After nearly 60 years as a dance school and professional company, Peninsula Lively Arts will be closing its doors on June 30, the organization announced in March. To mark the end of an era and say farewell, the company is holding three dance performances, called “The Last Dance,” June 20-21 at its San Mateo studio.

Peninsula Lively Arts was the umbrella name for an organization that included a ballet company, called Peninsula Ballet Theatre, and a dance school that began with ballet at its core, but also branched out to other forms of dance, with classes in tap, jazz, musical theater for youth and adults.
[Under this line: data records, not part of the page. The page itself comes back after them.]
//! Three-stage search: Seeding -> Expanding -> Scoring
//!
//! The pipeline owns no index state. Every lookup is a query message to the
//! worker, so a search can run while a mutation batch is being applied.

use crate::config::{Config, GraphConfig, ScoringConfig};
use crate::error::Result;
use crate::graph::{Direction, NeighborMode, NeighborQuery};
use crate::index::ChunkRef;
use crate::retrieval::fusion::{hybrid_merge, SeedCandidate};
use crate::retrieval::scoring::gars;
use crate::retrieval::{HitOrigin, SearchHit};
use crate::worker::WorkerHandle;
use ahash::{HashMap, HashMapExt};
use tokio::task::JoinSet;
use tracing::{debug, warn};

#[derive(Debug, Clone, Copy, PartialEq, Eq)]
pub enum Stage {
    Seeding,
    Expanding,
    Scoring,
    Done,
}

/// Stages visited and candidate counts of one run
#[derive(Debug, Clone, Default)]
pub struct PipelineTrace {
    pub stages: Vec<Stage>,
    pub seeds: usize,
    pub discovered: usize,
    pub scored: usize,
}

impl PipelineTrace {
    fn enter(&mut self, stage: Stage) {
        self.stages.push(stage);
    }
}

struct Candidate {
    similarity: f32,
    activation: f32,
    origin: HitOrigin,
    chunk: Option<ChunkRef>,
    keyword_match: bool,
    title_match: bool,
}

impl Candidate {
    fn from_seed(seed: &SeedCandidate) -> Self {
        Self {
            similarity: seed.score,
            activation: 0.0,
            origin: HitOrigin::Seed,
            chunk: Some(seed.chunk),
            keyword_match: seed.keyword.is_some(),
            title_match: seed.keyword.as_ref().is_some_and(|k| k.title_match),
        }
    }

    fn discovered(activation: f32) -> Self {
        Self {
            similarity: 0.0,
            activation,
            origin: HitOrigin::Graph,
            chunk: None,
            keyword_match: false,
            title_match: false,
        }
    }
}

pub struct SearchPipeline {
    worker: WorkerHandle,
    scoring: ScoringConfig,
    graph: GraphConfig,
}

impl SearchPipeline {
    pub fn new(worker: WorkerHandle, config: &Config) -> Self {
        Self {
            worker,
            scoring: config.scoring.clone(),
            graph: config.graph.clone(),
        }
    }

    pub async fn run(&self, query: &str, limit: usize) -> Result<Vec<SearchHit>> {
        Ok(self.run_traced(query, limit).await?.0)
    }

    pub async fn run_traced(
        &self,
        query: &str,
        limit: usize,
    ) -> Result<(Vec<SearchHit>, PipelineTrace)> {
        let mut trace = PipelineTrace::default();
        let query = query.trim();
        if query.is_empty() || limit == 0 {
            trace.enter(Stage::Done);
            return Ok((Vec::new(), trace));
        }

        trace.enter(Stage::Seeding);
        let seeds = self.seed(query, limit * 2).await?;
        trace.seeds = seeds.len();
        if seeds.is_empty() {
            trace.enter(Stage::Done);
            return Ok((Vec::new(), trace));
        }

        trace.enter(Stage::Expanding);
        let mut candidates: HashMap<String, Candidate> = HashMap::new();
        for seed in &seeds {
            candidates.insert(seed.path.clone(), Candidate::from_seed(seed));
        }
        trace.discovered = self.expand(&seeds, &mut candidates).await;

        trace.enter(Stage::Scoring);
        let hits = self.score(candidates, limit).await?;
        trace.scored = hits.len();
        trace.enter(Stage::Done);

        debug!(
            "Search '{}': {} seeds, {} discovered, {} returned",
            query, trace.seeds, trace.discovered, trace.scored
        );
        Ok((hits, trace))
    }

    /// Vector and keyword search run concurrently over a pool of `pool`
    async fn seed(&self, query: &str, pool: usize) -> Result<Vec<SeedCandidate>> {
        let recall_floor = self.scoring.recall_floor;
        let (vector_hits, keyword_hits) = tokio::join!(
            async {
                let vector = self.worker.embed_query(query).await?;
                self.worker.vector_search(vector, pool, recall_floor).await
            },
            self.worker.keyword_search(query, pool),
        );

        let mut seeds = hybrid_merge(vector_hits?, keyword_hits?, &self.scoring);
        seeds.truncate(pool);
        Ok(seeds)
    }

    /// Expand the top seeds through the graph. Activation from several
    /// parents takes the maximum. Returns the number of new candidates.
    async fn expand(
        &self,
        seeds: &[SeedCandidate],
        candidates: &mut HashMap<String, Candidate>,
    ) -> usize {
        let query = NeighborQuery {
            direction: Direction::Both,
            mode: NeighborMode::Ontology,
            decay: Some(self.graph.decay),
        };

        let mut lookups = JoinSet::new();
        for seed in seeds.iter().take(self.graph.expansion_seeds) {
            let worker = self.worker.clone();
            let path = seed.path.clone();
            let parent_score = seed.score;
            lookups.spawn(async move {
                let neighbors = worker.neighbors(&path, query).await;
                (path, parent_score, neighbors)
            });
        }

        let mut discovered = 0;
        while let Some(joined) = lookups.join_next().await {
            let (path, parent_score, neighbors) = match joined {
                Ok((path, score, Ok(neighbors))) => (path, score, neighbors),
                Ok((path, _, Err(e))) => {
                    warn!("Graph expansion of {} failed: {}", path, e);
                    continue;
                }
                Err(e) => {
                    warn!("Graph expansion task failed: {}", e);
                    continue;
                }
            };

            for neighbor in neighbors {
                let activation = parent_score * neighbor.score;
                match candidates.get_mut(&neighbor.path) {
                    Some(existing) if existing.origin == HitOrigin::Graph => {
                        existing.activation = existing.activation.max(activation);
                    }
                    Some(_) => {}
                    None => {
                        debug!(
                            "{} discovered through {} (activation {:.3})",
                            neighbor.path, path, activation
                        );
                        candidates.insert(neighbor.path, Candidate::discovered(activation));
                        discovered += 1;
                    }
                }
            }
        }
        discovered
    }

    /// GARS over every candidate, best first, truncated to `limit`
    async fn score(
        &self,
        candidates: HashMap<String, Candidate>,
        limit: usize,
    ) -> Result<Vec<SearchHit>> {
        let paths: Vec<String> = candidates.keys().cloned().collect();
        let centralities = self.worker.centralities(paths.clone()).await?;

        let mut candidates = candidates;
        let mut hits: Vec<SearchHit> = paths
            .into_iter()
            .zip(centralities)
            .filter_map(|(path, centrality)| {
                let c = candidates.remove(&path)?;
                Some(SearchHit {
                    score: gars(c.similarity, centrality, c.activation, &self.scoring),
                    path,
                    similarity: c.similarity,
                    centrality,
                    activation: c.activation,
                    origin: c.origin,
                    keyword_match: c.keyword_match,
                    title_match: c.title_match,
                    chunk: c.chunk,
                    excerpt: None,
                    title: None,
                    token_count: None,
                    reasoning: None,
                })
            })
            .collect();

        hits.sort_by(|a, b| b.score.total_cmp(&a.score).then_with(|| a.path.cmp(&b.path)));
        hits.truncate(limit);

        let summaries = self
            .worker
            .summaries(hits.iter().map(|h| h.path.clone()).collect())
            .await?;
        let mut by_path: HashMap<String, (String, usize)> = HashMap::new();
        for summary in summaries {
            by_path.insert(summary.path, (summary.title, summary.token_count));
        }
        for hit in &mut hits {
            if let Some((title, tokens)) = by_path.remove(&hit.path) {
                hit.title = Some(title);
                hit.token_count = Some(tokens);
            }
        }
        Ok(hits)
    }
}

#[cfg(test)]
mod tests {
    use super::*;
    use crate::embedding::HashingProvider;
    use crate::source::{markdown, DocumentStat};
    use crate::worker::{DocumentPayload, IndexWorker, Mutation};
    use std::sync::Arc;

    fn config() -> Config {
        let mut config = Config::default();
        config.embedding.provider = "hashing".to_string();
        config.embedding.dimension = 128;
        config
    }

    fn doc(path: &str, text: &str) -> DocumentPayload {
        DocumentPayload {
            path: path.to_string(),
            title: markdown::document_title(path, text),
            text: text.to_string(),
            stat: DocumentStat {
                size: text.len() as u64,
                mtime: 1,
            },
            links: markdown::extract_links(text),
            force: false,
        }
    }

    async fn pipeline(docs: Vec<DocumentPayload>) -> SearchPipeline {
        pipeline_with(config(), docs).await
    }

    async fn pipeline_with(config: Config, docs: Vec<DocumentPayload>) -> SearchPipeline {
        let worker =
            IndexWorker::spawn(1, &config, Arc::new(HashingProvider::new(128))).unwrap();
        worker.apply(Mutation::Upsert(docs)).await.unwrap();
        SearchPipeline::new(worker, &config)
    }

    #[tokio::test]
    async fn test_empty_query_returns_nothing() {
        let pipeline = pipeline(vec![doc("a.md", "anything")]).await;
        let (hits, trace) = pipeline.run_traced("   ", 5).await.unwrap();
        assert!(hits.is_empty());
        assert_eq!(trace.stages, vec![Stage::Done]);
    }

    #[tokio::test]
    async fn test_no_seeds_skips_expansion() {
        // A floor no unrelated hashed vector can reach
        let mut config = config();
        config.scoring.recall_floor = 0.99;
        let pipeline = pipeline_with(config, vec![doc("a.md", "apples and pears")]).await;
        let (hits, trace) = pipeline.run_traced("zeppelin", 5).await.unwrap();
        assert!(hits.is_empty());
        assert_eq!(trace.stages, vec![Stage::Seeding, Stage::Done]);
    }

    #[tokio::test]
    async fn test_stages_and_graph_discovery() {
        // Floor above any single-bucket hash collision so sqlite.md is not a seed
        let mut config = config();
        config.scoring.recall_floor = 0.4;
        let pipeline = pipeline_with(config, vec![
            doc("Topics/Databases.md", "# Databases\nA topic note."),
            doc(
                "postgres.md",
                "---\ntopic: \"[[Databases]]\"\n---\nPostgres vacuum tuning notes",
            ),
            doc(
                "sqlite.md",
                "---\ntopic: \"[[Databases]]\"\n---\nEmbedded storage engine",
            ),
        ])
        .await;

        let (hits, trace) = pipeline.run_traced("vacuum tuning", 10).await.unwrap();
        assert_eq!(
            trace.stages,
            vec![Stage::Seeding, Stage::Expanding, Stage::Scoring, Stage::Done]
        );
        assert_eq!(hits[0].path, "postgres.md");
        assert_eq!(hits[0].origin, HitOrigin::Seed);
        assert_eq!(hits[0].activation, 0.0);

        let sibling = hits.iter().find(|h| h.path == "sqlite.md").unwrap();
        assert_eq!(sibling.origin, HitOrigin::Graph);
        assert_eq!(sibling.similarity, 0.0);
        assert!(sibling.activation > 0.0);
        assert!(sibling.chunk.is_none());
        assert!(hits.iter().any(|h| h.path == "Topics/Databases.md"));
        assert!(hits.windows(2).all(|w| w[0].score >= w[1].score));
        assert!(hits[0].title.is_some());
    }
}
“We conceptualized, ‘What would we want to show our time with Peninsula Ballet Theatre? How did we want to best encapsulate our tenure here and represent what the spirit of the company is?'” said Director of Artistic Operations Chloe Watson said of “The Last Dance.”

“So we went back through all of our rep and thought about things that were really meaningful and felt like they had an impact, and we brought in some of our community partners and friends that we worked with for many years now, people who rent space in our studios or have been part of the Peninsula International Dance Festival, or we’ve collaborated with. It just feels like one more show with our family,” she said.

The company has long rented studio space to local dance groups and individual dancers, and for the past four years, hosted the Peninsula International Dance Festival. That’s in addition to staging performances in the spring and fall, plus annual traditional and hip-hop productions of “The Nutcracker.”

But “The Last Dance” will not be the end of the story. Some company leaders, including Watson and Peninsula Lively Arts Artistic Director Gregory Amato, along with some faculty and students, will be taking their first steps as a new nonprofit organization called Peninsula Ballet Arts that will launch in July. In addition to some of the same artistic staff, the new organization will, for the next year, also occupy the same studio space as the defunct company. 

The new organization will include both a dance school and a company.

“We are moving forward in the same space with our new school, a new organization, a  new nonprofit, because our school has 300 people in it, and they’re all wondering, ‘Where are we going to go?,’ so we’ve acquired this space for one more year for the school,” Amato said. 

The impending demolition of its studio space — now postponed by a year — was among the factors in Peninsula Lively Arts’ closure; even more crucially, the company had not built a robust donor base and had to rely largely on ticket sales, which is a more unpredictable revenue source. 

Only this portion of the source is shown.